Problem statement: Return the listing in full, word for word.

Study material:

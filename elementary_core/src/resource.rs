//! Shared-resource map and tap bus (spec §3, §4.4).
//!
//! The immutable side is owned by `Runtime` and touched only from the
//! control thread (a single-writer map: inserts are append-only, pruning
//! removes unreferenced entries). The tap bus is mutated exclusively from
//! the audio thread during `Runtime::process`, in the strict read-then-write
//! order spec §4.4 requires; because every tap read and write happens on the
//! one audio thread within a single block, a plain `&mut` borrow threaded
//! through the scheduler is sufficient — no atomics or cells are needed here,
//! unlike the cross-thread node pool in [`crate::pool`].

use std::collections::HashMap;
use std::sync::Arc;

use elementary_primitives::Name;

/// Name → immutable float buffer map (spec §3). Inserts are append-only:
/// an existing name cannot be replaced, mirroring "inserts are append-only"
/// in spec.md's data model.
#[derive(Default)]
pub struct SharedResourceMap {
    entries: HashMap<Name, Arc<[f32]>>,
}
impl SharedResourceMap {
    pub fn new() -> Self {
        Self::default()
    }

    /// Insert a new immutable buffer. Returns `false` if `name` is already
    /// present (spec: "existing names cannot be replaced").
    pub fn insert(&mut self, name: Name, data: Arc<[f32]>) -> bool {
        if self.entries.contains_key(&name) {
            return false;
        }
        self.entries.insert(name, data);
        true
    }

    pub fn get(&self, name: &str) -> Option<Arc<[f32]>> {
        self.entries.get(name).cloned()
    }

    /// Remove entries with no outside references (only the map itself holds them).
    pub fn prune(&mut self) {
        self.entries.retain(|_, data| Arc::strong_count(data) > 1);
    }

    pub fn keys(&self) -> impl Iterator<Item = &Name> {
        self.entries.keys()
    }
}

/// Named, block-sized mutable buffers used as the feedback tap bus (spec §4.4).
/// Buffers are created on first reference, sized to one audio block, and
/// zero-filled until their owning `tapOut` first promotes data into them.
#[derive(Default)]
pub struct TapBus {
    buffers: HashMap<Name, Vec<f32>>,
}
impl TapBus {
    pub fn new() -> Self {
        Self::default()
    }

    /// Read the current contents of the named tap (the data placed there by
    /// the *previous* block's `tapOut`, per spec §4.4). Emits silence if the
    /// name has not yet been registered.
    pub fn read(&mut self, name: &str, block_size: usize) -> &[f32] {
        self.buffers
            .entry(Name::from(name))
            .or_insert_with(|| vec![0.0; block_size])
            .as_slice()
    }

    /// Promote a `tapOut`'s internal one-block delay buffer into the shared
    /// buffer for `name`, making it visible to the next block's `tapIn`.
    pub fn write(&mut self, name: &str, data: &[f32]) {
        let buf = self
            .buffers
            .entry(Name::from(name))
            .or_insert_with(|| vec![0.0; data.len()]);
        if buf.len() != data.len() {
            buf.resize(data.len(), 0.0);
        }
        buf.copy_from_slice(data);
    }
}

#[cfg(test)]
mod tests {
    use super::*;

    #[test]
    fn immutable_insert_is_append_only() {
        let mut map = SharedResourceMap::new();
        assert!(map.insert(Name::from("a"), Arc::from(vec![1.0].into_boxed_slice())));
        assert!(!map.insert(Name::from("a"), Arc::from(vec![2.0].into_boxed_slice())));
        assert_eq!(map.get("a").unwrap()[0], 1.0);
    }

    #[test]
    fn prune_removes_only_unreferenced_entries() {
        let mut map = SharedResourceMap::new();
        map.insert(Name::from("a"), Arc::from(vec![1.0].into_boxed_slice()));
        let held = map.get("a");
        map.prune();
        assert!(map.get("a").is_some());
        drop(held);
        map.prune();
        assert!(map.get("a").is_none());
    }

    #[test]
    fn tap_round_trip_reads_previous_blocks_write() {
        let mut bus = TapBus::new();
        assert_eq!(bus.read("x", 4), &[0.0; 4]);
        bus.write("x", &[1.0, 2.0, 3.0, 4.0]);
        assert_eq!(bus.read("x", 4), &[1.0, 2.0, 3.0, 4.0]);
    }
}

Response to this exercise:
filename elementary_core/src/resource.rs
//! Shared-resource map and tap bus (spec §3, §4.4).
//!
//! The immutable side is owned by `Runtime` and touched only from the
//! control thread (a single-writer map: inserts are append-only, pruning
//! removes unreferenced entries). The tap bus is mutated exclusively from
//! the audio thread during `Runtime::process`, in the strict read-then-write
//! order spec §4.4 requires; because every tap read and write happens on the
//! one audio thread within a single block, a plain `&mut` borrow threaded
//! through the scheduler is sufficient — no atomics or cells are needed here,
//! unlike the cross-thread node pool in [`crate::pool`].

use std::collections::HashMap;
use std::sync::Arc;

use elementary_primitives::Name;

/// Name → immutable float buffer map (spec §3). Inserts are append-only:
/// an existing name cannot be replaced, mirroring "inserts are append-only"
/// in spec.md's data model.
#[derive(Default)]
pub struct SharedResourceMap {
    entries: HashMap<Name, Arc<[f32]>>,
}
impl SharedResourceMap {
    pub fn new() -> Self {
        Self::default()
    }

    /// Insert a new immutable buffer. Returns `false` if `name` is already
    /// present (spec: "existing names cannot be replaced").
    pub fn insert(&mut self, name: Name, data: Arc<[f32]>) -> bool {
        if self.entries.contains_key(&name) {
            return false;
        }
        self.entries.insert(name, data);
        true
    }

    pub fn get(&self, name: &str) -> Option<Arc<[f32]>> {
        self.entries.get(name).cloned()
    }

    /// Remove entries with no outside references (only the map itself holds them).
    pub fn prune(&mut self) {
        self.entries.retain(|_, data| Arc::strong_count(data) > 1);
    }

    pub fn keys(&self) -> impl Iterator<Item = &Name> {
        self.entries.keys()
    }
}

/// Named, block-sized mutable buffers used as the feedback tap bus (spec §4.4).
/// Buffers are created on first reference, sized to one audio block, and
/// zero-filled until their owning `tapOut` first promotes data into them.
#[derive(Default)]
pub struct TapBus {
    buffers: HashMap<Name, Vec<f32>>,
}
impl TapBus {
    pub fn new() -> Self {
        Self::default()
    }

    /// Read the current contents of the named tap (the data placed there by
    /// the *previous* block's `tapOut`, per spec §4.4). Emits silence if the
    /// name has not yet been registered.
    pub fn read(&mut self, name: &str, block_size: usize) -> &[f32] {
        self.buffers
            .entry(Name::from(name))
            .or_insert_with(|| vec![0.0; block_size])
            .as_slice()
    }

    /// Promote a `tapOut`'s internal one-block delay buffer into the shared
    /// buffer for `name`, making it visible to the next block's `tapIn`.
    pub fn write(&mut self, name: &str, data: &[f32]) {
        let buf = self
            .buffers
            .entry(Name::from(name))
            .or_insert_with(|| vec![0.0; data.len()]);
        if buf.len() != data.len() {
            buf.resize(data.len(), 0.0);
        }
        buf.copy_from_slice(data);
    }
}

#[cfg(test)]
mod tests {
    use super::*;

    #[test]
    fn immutable_insert_is_append_only() {
        let mut map = SharedResourceMap::new();
        assert!(map.insert(Name::from("a"), Arc::from(vec![1.0].into_boxed_slice())));
        assert!(!map.insert(Name::from("a"), Arc::from(vec![2.0].into_boxed_slice())));
        assert_eq!(map.get("a").unwrap()[0], 1.0);
    }

    #[test]
    fn prune_removes_only_unreferenced_entries() {
        let mut map = SharedResourceMap::new();
        map.insert(Name::from("a"), Arc::from(vec![1.0].into_boxed_slice()));
        let held = map.get("a");
        map.prune();
        assert!(map.get("a").is_some());
        drop(held);
        map.prune();
        assert!(map.get("a").is_none());
    }

    #[test]
    fn tap_round_trip_reads_previous_blocks_write() {
        let mut bus = TapBus::new();
        assert_eq!(bus.read("x", 4), &[0.0; 4]);
        bus.write("x", &[1.0, 2.0, 3.0, 4.0]);
        assert_eq!(bus.read("x", 4), &[1.0, 2.0, 3.0, 4.0]);
    }
}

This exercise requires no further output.